- _WHAT IS EXPECTED_
Match on the string "TranslationResult" in the entries below and return every matching line.

::::

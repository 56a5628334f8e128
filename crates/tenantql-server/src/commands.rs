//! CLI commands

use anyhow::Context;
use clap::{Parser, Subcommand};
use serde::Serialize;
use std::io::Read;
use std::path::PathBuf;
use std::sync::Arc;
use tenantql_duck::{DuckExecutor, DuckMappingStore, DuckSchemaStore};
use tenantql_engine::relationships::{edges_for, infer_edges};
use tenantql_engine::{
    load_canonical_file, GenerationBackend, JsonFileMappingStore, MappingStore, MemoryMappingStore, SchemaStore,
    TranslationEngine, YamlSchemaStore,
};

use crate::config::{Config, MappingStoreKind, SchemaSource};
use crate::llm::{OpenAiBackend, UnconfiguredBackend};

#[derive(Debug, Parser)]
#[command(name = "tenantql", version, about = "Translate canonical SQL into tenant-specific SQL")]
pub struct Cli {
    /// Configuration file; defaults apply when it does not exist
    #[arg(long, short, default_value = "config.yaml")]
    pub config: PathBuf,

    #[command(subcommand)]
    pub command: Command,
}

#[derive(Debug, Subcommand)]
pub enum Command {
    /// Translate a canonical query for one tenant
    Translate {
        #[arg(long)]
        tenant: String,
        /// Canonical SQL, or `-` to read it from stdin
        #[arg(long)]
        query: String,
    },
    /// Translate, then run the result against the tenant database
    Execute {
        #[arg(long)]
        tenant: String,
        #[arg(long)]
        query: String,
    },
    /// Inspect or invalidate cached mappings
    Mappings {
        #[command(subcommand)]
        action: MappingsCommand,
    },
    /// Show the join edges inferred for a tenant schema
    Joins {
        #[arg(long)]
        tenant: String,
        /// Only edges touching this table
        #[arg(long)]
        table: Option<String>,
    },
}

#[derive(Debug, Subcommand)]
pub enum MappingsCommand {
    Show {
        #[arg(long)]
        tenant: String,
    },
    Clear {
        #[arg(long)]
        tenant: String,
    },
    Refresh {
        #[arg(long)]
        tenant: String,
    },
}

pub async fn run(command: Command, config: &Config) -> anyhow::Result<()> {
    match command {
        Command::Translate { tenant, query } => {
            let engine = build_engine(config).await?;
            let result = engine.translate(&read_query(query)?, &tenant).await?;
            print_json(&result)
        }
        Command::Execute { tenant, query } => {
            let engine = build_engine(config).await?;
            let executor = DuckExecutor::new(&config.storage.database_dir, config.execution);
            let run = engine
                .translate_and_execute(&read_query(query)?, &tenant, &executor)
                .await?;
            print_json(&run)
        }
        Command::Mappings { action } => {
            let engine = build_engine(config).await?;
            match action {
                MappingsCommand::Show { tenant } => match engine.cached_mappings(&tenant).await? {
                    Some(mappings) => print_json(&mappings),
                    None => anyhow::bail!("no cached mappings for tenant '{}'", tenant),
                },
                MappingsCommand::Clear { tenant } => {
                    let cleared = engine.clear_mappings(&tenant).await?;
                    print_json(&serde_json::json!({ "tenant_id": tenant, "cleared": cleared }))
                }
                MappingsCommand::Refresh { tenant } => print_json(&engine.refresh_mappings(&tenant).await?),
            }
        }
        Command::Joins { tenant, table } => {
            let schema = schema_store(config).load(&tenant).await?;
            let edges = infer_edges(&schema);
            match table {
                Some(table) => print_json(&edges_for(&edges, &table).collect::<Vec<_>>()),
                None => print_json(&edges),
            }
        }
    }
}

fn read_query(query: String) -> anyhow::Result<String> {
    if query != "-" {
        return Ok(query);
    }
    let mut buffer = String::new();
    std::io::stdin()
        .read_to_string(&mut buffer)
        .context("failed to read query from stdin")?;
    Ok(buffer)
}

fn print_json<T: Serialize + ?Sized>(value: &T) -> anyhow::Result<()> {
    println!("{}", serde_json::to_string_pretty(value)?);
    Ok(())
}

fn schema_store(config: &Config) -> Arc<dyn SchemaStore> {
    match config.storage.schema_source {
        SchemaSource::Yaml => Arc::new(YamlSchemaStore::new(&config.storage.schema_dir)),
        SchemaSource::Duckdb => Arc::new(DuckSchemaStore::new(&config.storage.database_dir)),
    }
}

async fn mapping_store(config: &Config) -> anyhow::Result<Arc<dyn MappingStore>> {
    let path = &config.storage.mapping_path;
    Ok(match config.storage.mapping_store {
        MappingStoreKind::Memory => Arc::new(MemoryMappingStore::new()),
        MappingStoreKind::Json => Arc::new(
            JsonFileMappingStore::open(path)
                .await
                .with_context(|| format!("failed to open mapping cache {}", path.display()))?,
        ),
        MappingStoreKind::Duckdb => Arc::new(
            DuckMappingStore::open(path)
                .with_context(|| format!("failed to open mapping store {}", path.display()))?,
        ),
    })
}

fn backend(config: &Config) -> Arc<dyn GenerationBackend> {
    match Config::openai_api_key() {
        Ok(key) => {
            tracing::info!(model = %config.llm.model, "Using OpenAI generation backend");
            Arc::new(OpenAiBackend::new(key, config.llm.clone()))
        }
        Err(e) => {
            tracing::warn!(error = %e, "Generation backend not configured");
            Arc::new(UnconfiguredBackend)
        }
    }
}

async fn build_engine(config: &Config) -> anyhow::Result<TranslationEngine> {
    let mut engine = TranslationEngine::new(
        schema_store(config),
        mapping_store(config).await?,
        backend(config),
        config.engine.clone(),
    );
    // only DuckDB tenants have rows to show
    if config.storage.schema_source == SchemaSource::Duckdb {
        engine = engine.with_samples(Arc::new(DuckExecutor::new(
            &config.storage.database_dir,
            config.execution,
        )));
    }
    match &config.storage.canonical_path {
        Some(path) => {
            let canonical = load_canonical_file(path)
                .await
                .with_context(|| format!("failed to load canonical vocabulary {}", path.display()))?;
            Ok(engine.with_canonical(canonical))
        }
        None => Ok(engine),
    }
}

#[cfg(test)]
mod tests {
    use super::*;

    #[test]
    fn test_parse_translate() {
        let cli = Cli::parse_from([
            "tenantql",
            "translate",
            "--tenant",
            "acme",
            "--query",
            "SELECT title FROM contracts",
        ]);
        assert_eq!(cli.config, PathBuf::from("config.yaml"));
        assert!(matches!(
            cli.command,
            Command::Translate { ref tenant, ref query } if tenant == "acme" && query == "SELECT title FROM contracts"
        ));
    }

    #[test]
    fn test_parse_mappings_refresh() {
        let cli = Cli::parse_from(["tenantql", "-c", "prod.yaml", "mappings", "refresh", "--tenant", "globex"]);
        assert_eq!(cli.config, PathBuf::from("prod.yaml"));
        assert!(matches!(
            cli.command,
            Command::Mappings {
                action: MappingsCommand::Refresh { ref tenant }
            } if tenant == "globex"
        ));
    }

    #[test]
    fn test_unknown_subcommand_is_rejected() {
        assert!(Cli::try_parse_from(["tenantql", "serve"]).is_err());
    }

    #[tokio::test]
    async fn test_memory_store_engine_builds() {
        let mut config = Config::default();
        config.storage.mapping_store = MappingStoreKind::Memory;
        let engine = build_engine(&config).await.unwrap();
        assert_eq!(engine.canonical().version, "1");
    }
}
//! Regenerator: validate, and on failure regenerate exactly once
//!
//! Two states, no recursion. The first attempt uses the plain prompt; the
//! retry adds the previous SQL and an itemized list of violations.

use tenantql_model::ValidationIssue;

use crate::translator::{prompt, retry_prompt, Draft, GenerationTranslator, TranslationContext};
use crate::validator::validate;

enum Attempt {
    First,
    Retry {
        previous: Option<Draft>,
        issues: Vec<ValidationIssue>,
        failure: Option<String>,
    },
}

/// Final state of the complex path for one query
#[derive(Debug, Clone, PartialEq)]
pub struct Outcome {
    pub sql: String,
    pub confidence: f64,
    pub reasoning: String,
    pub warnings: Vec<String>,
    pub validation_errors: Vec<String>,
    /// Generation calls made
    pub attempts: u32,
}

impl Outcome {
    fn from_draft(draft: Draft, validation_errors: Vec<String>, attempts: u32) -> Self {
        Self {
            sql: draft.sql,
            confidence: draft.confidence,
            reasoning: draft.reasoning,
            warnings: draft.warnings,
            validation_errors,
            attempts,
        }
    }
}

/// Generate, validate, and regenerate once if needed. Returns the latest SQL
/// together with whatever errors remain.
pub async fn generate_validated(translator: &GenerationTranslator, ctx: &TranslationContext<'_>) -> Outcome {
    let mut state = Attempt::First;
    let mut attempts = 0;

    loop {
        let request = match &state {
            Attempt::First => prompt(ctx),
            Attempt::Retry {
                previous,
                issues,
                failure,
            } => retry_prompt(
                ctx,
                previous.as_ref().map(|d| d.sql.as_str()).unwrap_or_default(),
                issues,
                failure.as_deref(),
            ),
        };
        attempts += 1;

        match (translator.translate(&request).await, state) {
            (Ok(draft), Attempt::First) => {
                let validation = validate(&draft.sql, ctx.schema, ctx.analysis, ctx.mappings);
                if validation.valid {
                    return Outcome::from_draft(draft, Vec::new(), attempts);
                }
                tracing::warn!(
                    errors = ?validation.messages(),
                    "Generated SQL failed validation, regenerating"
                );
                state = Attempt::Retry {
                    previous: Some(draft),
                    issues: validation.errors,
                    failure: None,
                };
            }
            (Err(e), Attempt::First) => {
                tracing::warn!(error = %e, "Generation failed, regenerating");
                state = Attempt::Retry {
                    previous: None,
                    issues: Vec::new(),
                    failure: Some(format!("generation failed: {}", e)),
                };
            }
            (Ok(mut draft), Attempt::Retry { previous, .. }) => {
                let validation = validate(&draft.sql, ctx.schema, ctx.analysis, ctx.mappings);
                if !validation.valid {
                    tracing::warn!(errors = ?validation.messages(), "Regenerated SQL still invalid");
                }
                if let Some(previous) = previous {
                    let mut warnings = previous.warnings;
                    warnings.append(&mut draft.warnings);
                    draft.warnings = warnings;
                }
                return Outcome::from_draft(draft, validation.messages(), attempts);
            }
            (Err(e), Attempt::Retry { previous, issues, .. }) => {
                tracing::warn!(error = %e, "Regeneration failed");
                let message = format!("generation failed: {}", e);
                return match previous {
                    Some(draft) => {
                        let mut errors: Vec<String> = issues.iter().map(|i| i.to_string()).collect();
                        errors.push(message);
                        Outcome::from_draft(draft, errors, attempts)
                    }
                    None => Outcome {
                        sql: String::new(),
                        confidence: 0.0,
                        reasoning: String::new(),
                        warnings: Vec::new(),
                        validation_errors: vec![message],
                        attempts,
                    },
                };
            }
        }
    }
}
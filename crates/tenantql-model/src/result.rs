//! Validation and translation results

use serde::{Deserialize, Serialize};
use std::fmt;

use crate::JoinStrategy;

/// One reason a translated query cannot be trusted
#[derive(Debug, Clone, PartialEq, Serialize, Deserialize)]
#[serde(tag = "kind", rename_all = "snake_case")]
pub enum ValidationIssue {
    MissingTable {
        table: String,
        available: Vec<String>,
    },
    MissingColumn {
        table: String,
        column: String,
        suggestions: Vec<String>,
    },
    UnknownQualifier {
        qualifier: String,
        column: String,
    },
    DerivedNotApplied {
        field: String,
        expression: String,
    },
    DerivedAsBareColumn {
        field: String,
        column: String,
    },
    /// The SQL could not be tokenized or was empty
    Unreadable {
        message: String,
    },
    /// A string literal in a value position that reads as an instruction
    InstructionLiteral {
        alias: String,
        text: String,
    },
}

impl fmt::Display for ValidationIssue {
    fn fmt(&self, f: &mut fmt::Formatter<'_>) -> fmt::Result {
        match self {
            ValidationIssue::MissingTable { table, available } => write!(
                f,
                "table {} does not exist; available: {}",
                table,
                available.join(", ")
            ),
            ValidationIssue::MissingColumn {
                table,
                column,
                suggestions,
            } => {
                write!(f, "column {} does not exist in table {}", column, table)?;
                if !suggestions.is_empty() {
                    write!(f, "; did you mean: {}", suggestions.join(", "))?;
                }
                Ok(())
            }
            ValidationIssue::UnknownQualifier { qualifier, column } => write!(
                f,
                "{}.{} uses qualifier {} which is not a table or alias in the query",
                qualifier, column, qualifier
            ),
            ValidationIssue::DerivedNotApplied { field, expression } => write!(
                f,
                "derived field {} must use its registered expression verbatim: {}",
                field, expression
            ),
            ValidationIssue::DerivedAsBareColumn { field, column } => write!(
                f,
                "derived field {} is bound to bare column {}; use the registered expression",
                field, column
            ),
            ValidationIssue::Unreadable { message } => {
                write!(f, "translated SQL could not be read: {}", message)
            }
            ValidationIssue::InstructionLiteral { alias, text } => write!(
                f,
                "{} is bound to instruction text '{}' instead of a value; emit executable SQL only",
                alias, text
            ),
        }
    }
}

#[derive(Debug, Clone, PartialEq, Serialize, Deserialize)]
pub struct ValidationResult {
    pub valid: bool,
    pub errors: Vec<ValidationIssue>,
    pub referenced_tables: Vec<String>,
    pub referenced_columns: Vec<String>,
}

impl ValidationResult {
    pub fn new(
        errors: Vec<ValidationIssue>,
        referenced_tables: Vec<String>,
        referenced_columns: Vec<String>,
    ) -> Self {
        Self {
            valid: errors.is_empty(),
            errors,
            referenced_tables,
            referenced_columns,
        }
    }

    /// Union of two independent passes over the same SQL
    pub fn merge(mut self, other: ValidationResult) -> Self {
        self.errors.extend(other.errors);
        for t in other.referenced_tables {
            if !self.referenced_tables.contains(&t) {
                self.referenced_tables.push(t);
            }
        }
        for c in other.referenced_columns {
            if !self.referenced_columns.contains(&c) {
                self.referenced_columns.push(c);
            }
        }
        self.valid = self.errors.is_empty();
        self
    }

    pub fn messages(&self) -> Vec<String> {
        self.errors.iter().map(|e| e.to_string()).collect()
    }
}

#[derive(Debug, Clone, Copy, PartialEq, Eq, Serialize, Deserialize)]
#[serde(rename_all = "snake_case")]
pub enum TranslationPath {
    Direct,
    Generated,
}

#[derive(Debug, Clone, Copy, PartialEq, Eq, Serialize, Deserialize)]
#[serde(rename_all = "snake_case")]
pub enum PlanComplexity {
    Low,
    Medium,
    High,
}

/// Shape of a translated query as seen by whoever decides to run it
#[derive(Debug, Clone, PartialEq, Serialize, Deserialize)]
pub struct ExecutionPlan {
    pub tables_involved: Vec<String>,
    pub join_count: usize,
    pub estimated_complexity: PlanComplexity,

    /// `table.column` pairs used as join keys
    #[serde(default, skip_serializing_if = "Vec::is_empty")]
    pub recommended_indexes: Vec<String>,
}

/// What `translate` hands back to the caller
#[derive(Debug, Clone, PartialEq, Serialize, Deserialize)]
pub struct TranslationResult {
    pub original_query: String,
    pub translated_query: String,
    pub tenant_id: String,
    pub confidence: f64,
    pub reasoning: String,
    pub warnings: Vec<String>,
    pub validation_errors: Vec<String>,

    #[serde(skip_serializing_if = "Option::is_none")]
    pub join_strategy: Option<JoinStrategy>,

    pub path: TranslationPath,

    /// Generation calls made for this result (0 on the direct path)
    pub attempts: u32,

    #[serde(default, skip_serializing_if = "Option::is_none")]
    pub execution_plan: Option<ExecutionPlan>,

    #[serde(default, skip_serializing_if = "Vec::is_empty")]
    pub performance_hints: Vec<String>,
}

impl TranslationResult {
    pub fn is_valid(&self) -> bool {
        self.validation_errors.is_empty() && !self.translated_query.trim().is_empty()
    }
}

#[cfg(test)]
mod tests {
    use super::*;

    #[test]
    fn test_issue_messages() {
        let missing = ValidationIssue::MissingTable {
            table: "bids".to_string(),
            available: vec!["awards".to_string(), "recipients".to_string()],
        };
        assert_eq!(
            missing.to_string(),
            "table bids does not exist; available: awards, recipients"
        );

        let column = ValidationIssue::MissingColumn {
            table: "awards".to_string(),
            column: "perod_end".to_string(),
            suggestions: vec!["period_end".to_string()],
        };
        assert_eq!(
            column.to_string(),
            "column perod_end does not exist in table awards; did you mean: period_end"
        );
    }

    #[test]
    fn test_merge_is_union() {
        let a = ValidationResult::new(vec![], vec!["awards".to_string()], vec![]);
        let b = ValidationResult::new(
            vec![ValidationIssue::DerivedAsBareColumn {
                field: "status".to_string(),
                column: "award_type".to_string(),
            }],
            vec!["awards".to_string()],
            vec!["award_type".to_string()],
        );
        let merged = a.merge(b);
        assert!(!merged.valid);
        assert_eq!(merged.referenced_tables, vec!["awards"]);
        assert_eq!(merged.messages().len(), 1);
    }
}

::::

- _EXERCISE OUTPUT_
pub struct TranslationResult {
impl TranslationResult {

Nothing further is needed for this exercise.